Le seuil et la surface plancher, variables du marché de la maison
Car il faut le souligner, la réforme du calcul de la surface de plancher sur le seuil dispensant le recours obligatoire à un architecte touche forcément l'activité de la maison individuelle en France, qui représente hors maisons groupées, 35 % des logements autorisés, et 70 % des logements individuels. Côté répartition, les constructeurs de maisons couvrent 58% du marché, les architectes 4%, et particuliers sont 27% à réaliser eux-mêmes leur maison. Si les constructeurs de maisons individuelles gèrent les biens allant de 95 à 125 m2, les architectes s'occupent des maisons allant de 135 à 175 m2. "Concernant le seuil de 170 m2, on constate un pic de production juste en dessous du seuil, qui traduit un désir de ne pas avoir recours à l'architecte. On constate également que les architectes occupent 3 % du marché en dessous du seuil et 13 % au dessus (il s'agit là de la mission complète et non du simple permis de construire)", précise le rapport.

 

Désormais, la mission est achevée, et l'ensemble des conclusions est entre les mains des ministères.
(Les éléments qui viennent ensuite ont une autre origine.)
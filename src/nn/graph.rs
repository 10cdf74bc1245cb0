//! Reverse-mode automatic differentiation over a tape of tensor operations
//!
//! A `Graph` records every operation of one forward pass in evaluation order.
//! Each node stores its computed value, so `gradients` only has to walk the
//! tape backwards once, accumulating the gradient of every node from the
//! nodes that consumed it.
//!
//! A graph is built per training step and dropped afterwards. Parameters are
//! copied onto the tape when bound, so the model stays free to update them
//! once the gradients have been extracted.
//!
//! # Example
//!
//! ```
//! use rust_neural_models::nn::{Graph, Parameter, Tensor};
//!
//! let w = Parameter::from_tensor(Tensor::new(2, 1, vec![0.5, -1.0]).unwrap());
//! let mut graph = Graph::new();
//! let x = graph.constant(Tensor::new(1, 2, vec![2.0, 1.0]).unwrap());
//! let w_node = graph.parameter(&w);
//! let y = graph.linear(x, w_node).unwrap();
//! let target = graph.constant(Tensor::scalar(1.0));
//! let loss = graph.square_loss(y, target).unwrap();
//!
//! let grads = graph.gradients(loss, &[w_node]).unwrap();
//! assert_eq!(grads[0].shape(), (2, 1));
//! ```

use crate::error::{NnError, Result};
use crate::nn::{Parameter, Tensor};
use crate::utils::{log_softmax_rows, relu_backward_inplace, relu_inplace, softmax_rows};

/// Handle to a node recorded on a `Graph`.
#[derive(Debug, Clone, Copy, PartialEq, Eq, Hash)]
pub struct NodeId(usize);

#[derive(Debug, Clone, Copy)]
enum Op {
    Constant,
    Parameter,
    Linear { features: NodeId, weights: NodeId },
    AddBias { features: NodeId, bias: NodeId },
    Add { lhs: NodeId, rhs: NodeId },
    Relu { input: NodeId },
    DotProduct { features: NodeId, weights: NodeId },
    SquareLoss { predictions: NodeId, targets: NodeId },
    SoftmaxLoss { logits: NodeId, labels: NodeId },
}

#[derive(Debug)]
struct Node {
    op: Op,
    value: Tensor,
}

/// Tape of tensor operations supporting reverse-mode differentiation.
#[derive(Debug, Default)]
pub struct Graph {
    nodes: Vec<Node>,
}

impl Graph {
    pub fn new() -> Self {
        Self::default()
    }

    /// Number of recorded nodes.
    pub fn len(&self) -> usize {
        self.nodes.len()
    }

    pub fn is_empty(&self) -> bool {
        self.nodes.is_empty()
    }

    /// Records a value that gradients are not expected to flow into.
    pub fn constant(&mut self, value: Tensor) -> NodeId {
        self.push(Op::Constant, value)
    }

    /// Records a snapshot of a parameter's current value.
    pub fn parameter(&mut self, parameter: &Parameter) -> NodeId {
        self.push(Op::Parameter, parameter.value().clone())
    }

    pub fn value(&self, node: NodeId) -> Result<&Tensor> {
        self.nodes
            .get(node.0)
            .map(|n| &n.value)
            .ok_or(NnError::UnknownNode(node.0))
    }

    /// Extracts the value of a `1 × 1` node.
    pub fn as_scalar(&self, node: NodeId) -> Result<f32> {
        self.value(node)?.as_scalar()
    }

    /// `features × weights`: (B × I) · (I × O) → (B × O).
    pub fn linear(&mut self, features: NodeId, weights: NodeId) -> Result<NodeId> {
        let x = self.value(features)?;
        let w = self.value(weights)?;
        if x.cols() != w.rows() {
            return Err(NnError::ShapeMismatch {
                op: "linear",
                left: x.shape(),
                right: w.shape(),
            });
        }
        let value = x.matmul(w)?;
        Ok(self.push(Op::Linear { features, weights }, value))
    }

    /// Adds a `1 × O` bias to every row of a `B × O` node.
    pub fn add_bias(&mut self, features: NodeId, bias: NodeId) -> Result<NodeId> {
        let x = self.value(features)?;
        let b = self.value(bias)?;
        if b.rows() != 1 || b.cols() != x.cols() {
            return Err(NnError::ShapeMismatch {
                op: "add_bias",
                left: x.shape(),
                right: b.shape(),
            });
        }

        let mut value = x.clone();
        let cols = value.cols();
        for row in value.data_mut().chunks_exact_mut(cols.max(1)) {
            for (v, &bias) in row.iter_mut().zip(b.data()) {
                *v += bias;
            }
        }
        Ok(self.push(Op::AddBias { features, bias }, value))
    }

    /// Element-wise sum of two nodes of equal shape.
    pub fn add(&mut self, lhs: NodeId, rhs: NodeId) -> Result<NodeId> {
        let a = self.value(lhs)?;
        let b = self.value(rhs)?;
        if a.shape() != b.shape() {
            return Err(NnError::ShapeMismatch {
                op: "add",
                left: a.shape(),
                right: b.shape(),
            });
        }
        let mut value = a.clone();
        value.add_scaled(b, 1.0)?;
        Ok(self.push(Op::Add { lhs, rhs }, value))
    }

    pub fn relu(&mut self, input: NodeId) -> Result<NodeId> {
        let mut value = self.value(input)?.clone();
        relu_inplace(value.data_mut());
        Ok(self.push(Op::Relu { input }, value))
    }

    /// Row-wise dot product of a `B × D` node with a `1 × D` node → `B × 1`.
    pub fn dot_product(&mut self, features: NodeId, weights: NodeId) -> Result<NodeId> {
        let x = self.value(features)?;
        let w = self.value(weights)?;
        if w.rows() != 1 || w.cols() != x.cols() {
            return Err(NnError::ShapeMismatch {
                op: "dot_product",
                left: x.shape(),
                right: w.shape(),
            });
        }
        let value = x.matmul(&w.transpose())?;
        Ok(self.push(Op::DotProduct { features, weights }, value))
    }

    /// Mean of half squared differences over every element.
    pub fn square_loss(&mut self, predictions: NodeId, targets: NodeId) -> Result<NodeId> {
        let a = self.value(predictions)?;
        let b = self.value(targets)?;
        if a.shape() != b.shape() {
            return Err(NnError::ShapeMismatch {
                op: "square_loss",
                left: a.shape(),
                right: b.shape(),
            });
        }

        let n = a.len().max(1) as f32;
        let total: f32 = a
            .data()
            .iter()
            .zip(b.data())
            .map(|(&p, &t)| (p - t) * (p - t) / 2.0)
            .sum();
        Ok(self.push(
            Op::SquareLoss {
                predictions,
                targets,
            },
            Tensor::scalar(total / n),
        ))
    }

    /// Batch mean of the softmax cross-entropy between logits and label
    /// distributions (typically one-hot rows).
    ///
    /// # Errors
    ///
    /// `NnError::InvalidLabels` if a label row has negative entries or does
    /// not sum to 1.
    pub fn softmax_loss(&mut self, logits: NodeId, labels: NodeId) -> Result<NodeId> {
        let z = self.value(logits)?;
        let y = self.value(labels)?;
        if z.shape() != y.shape() {
            return Err(NnError::ShapeMismatch {
                op: "softmax_loss",
                left: z.shape(),
                right: y.shape(),
            });
        }
        for r in 0..y.rows() {
            let row = y.row(r);
            let sum: f32 = row.iter().sum();
            if row.iter().any(|&v| v < 0.0) || (sum - 1.0).abs() > 1e-4 {
                return Err(NnError::InvalidLabels);
            }
        }

        let mut log_probs = z.clone();
        log_softmax_rows(log_probs.data_mut(), z.rows(), z.cols());
        let total: f32 = log_probs
            .data()
            .iter()
            .zip(y.data())
            .map(|(&lp, &label)| -label * lp)
            .sum();
        let batch = z.rows().max(1) as f32;
        Ok(self.push(Op::SoftmaxLoss { logits, labels }, Tensor::scalar(total / batch)))
    }

    /// Gradients of a scalar `loss` node with respect to each of `nodes`.
    ///
    /// Nodes the loss does not depend on get a zero gradient. Each returned
    /// tensor has the shape of the node it was requested for.
    ///
    /// # Errors
    ///
    /// `NnError::NotScalar` if `loss` is not `1 × 1`; `NnError::UnknownNode`
    /// for handles that do not belong to this graph.
    pub fn gradients(&self, loss: NodeId, nodes: &[NodeId]) -> Result<Vec<Tensor>> {
        let loss_value = self.value(loss)?;
        if loss_value.shape() != (1, 1) {
            return Err(NnError::NotScalar {
                rows: loss_value.rows(),
                cols: loss_value.cols(),
            });
        }
        for node in nodes {
            self.value(*node)?;
        }

        let mut grads: Vec<Option<Tensor>> = vec![None; loss.0 + 1];
        grads[loss.0] = Some(Tensor::scalar(1.0));

        for index in (0..=loss.0).rev() {
            let (before, rest) = grads.split_at_mut(index);
            let Some(grad) = rest[0].as_ref() else {
                continue;
            };
            self.backward_node(index, grad, before)?;
        }

        Ok(nodes
            .iter()
            .map(|node| match grads.get(node.0).and_then(Option::as_ref) {
                Some(grad) => grad.clone(),
                None => {
                    let (rows, cols) = self.nodes[node.0].value.shape();
                    Tensor::zeros(rows, cols)
                }
            })
            .collect())
    }

    /// Pushes the gradient of node `index` into the slots of its inputs.
    /// Inputs always precede their consumer on the tape, so every input slot
    /// lives in `before`.
    fn backward_node(&self, index: usize, grad: &Tensor, before: &mut [Option<Tensor>]) -> Result<()> {
        match self.nodes[index].op {
            Op::Constant | Op::Parameter => {}
            Op::Linear { features, weights } => {
                let x = &self.nodes[features.0].value;
                let w = &self.nodes[weights.0].value;
                accumulate(&mut before[features.0], grad.matmul(&w.transpose())?)?;
                accumulate(&mut before[weights.0], x.transpose().matmul(grad)?)?;
            }
            Op::AddBias { features, bias } => {
                accumulate(&mut before[features.0], grad.clone())?;
                accumulate(&mut before[bias.0], grad.sum_rows())?;
            }
            Op::Add { lhs, rhs } => {
                accumulate(&mut before[lhs.0], grad.clone())?;
                accumulate(&mut before[rhs.0], grad.clone())?;
            }
            Op::Relu { input } => {
                let mut input_grad = grad.clone();
                relu_backward_inplace(self.nodes[input.0].value.data(), input_grad.data_mut());
                accumulate(&mut before[input.0], input_grad)?;
            }
            Op::DotProduct { features, weights } => {
                let x = &self.nodes[features.0].value;
                let w = &self.nodes[weights.0].value;
                accumulate(&mut before[features.0], grad.matmul(w)?)?;
                accumulate(&mut before[weights.0], grad.transpose().matmul(x)?)?;
            }
            Op::SquareLoss {
                predictions,
                targets,
            } => {
                let a = &self.nodes[predictions.0].value;
                let b = &self.nodes[targets.0].value;
                let scale = grad.as_scalar()? / a.len().max(1) as f32;

                let mut diff = a.clone();
                diff.add_scaled(b, -1.0)?;
                let da = diff.map(|d| d * scale);
                let db = da.map(|d| -d);
                accumulate(&mut before[predictions.0], da)?;
                accumulate(&mut before[targets.0], db)?;
            }
            Op::SoftmaxLoss { logits, labels } => {
                let z = &self.nodes[logits.0].value;
                let y = &self.nodes[labels.0].value;
                let scale = grad.as_scalar()? / z.rows().max(1) as f32;

                let mut probs = z.clone();
                softmax_rows(probs.data_mut(), z.rows(), z.cols());
                probs.add_scaled(y, -1.0)?;
                accumulate(&mut before[logits.0], probs.map(|d| d * scale))?;

                let mut log_probs = z.clone();
                log_softmax_rows(log_probs.data_mut(), z.rows(), z.cols());
                accumulate(&mut before[labels.0], log_probs.map(|lp| -lp * scale))?;
            }
        }
        Ok(())
    }

    fn push(&mut self, op: Op, value: Tensor) -> NodeId {
        self.nodes.push(Node { op, value });
        NodeId(self.nodes.len() - 1)
    }
}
Et que ce soient les architectes ou les constructeurs de maisons individuelles, chacun aura à cœur de défendre son point de vue. Le bras de fer semble donc relancé…

 


Retour sur la surface plancher et le seuil du recours à l'architecte
La loi du 3 janvier 1977 sur l'architecture oblige le recours à l'architecte pour toute construction. Les décrets d'application successifs ont établi à 170 m2 de surface hors oeuvre nette (SHON) le seuil à partir duquel le recours à l'architecte est obligatoire. Le code de l'urbanisme, pour sa part, a modifié progressivement le calcul de la SHON, sans en changer l'esprit général. Dans le cadre du Grenelle de l'environnement, et afin de ne pas pénaliser les constructions à murs épais, qui permettent une meilleure performance énergétique, la loi du 12 juillet 2010 a fait disparaître la SHON au profit de la surface plancher calculée au nu intérieur des bâtiments, donc sans l'épaisseur des murs. Elle sert de référence pour vérifier la constructibilité d'un projet au regard des règlements d'urbanisme, et notamment des COS (coefficient d'occupation des sols) maximaux. Le décret du 7 mai 2012 a introduit une notion complexe, et qui fait débat, celle de l'emprise au sol constitutive de surface de plancher.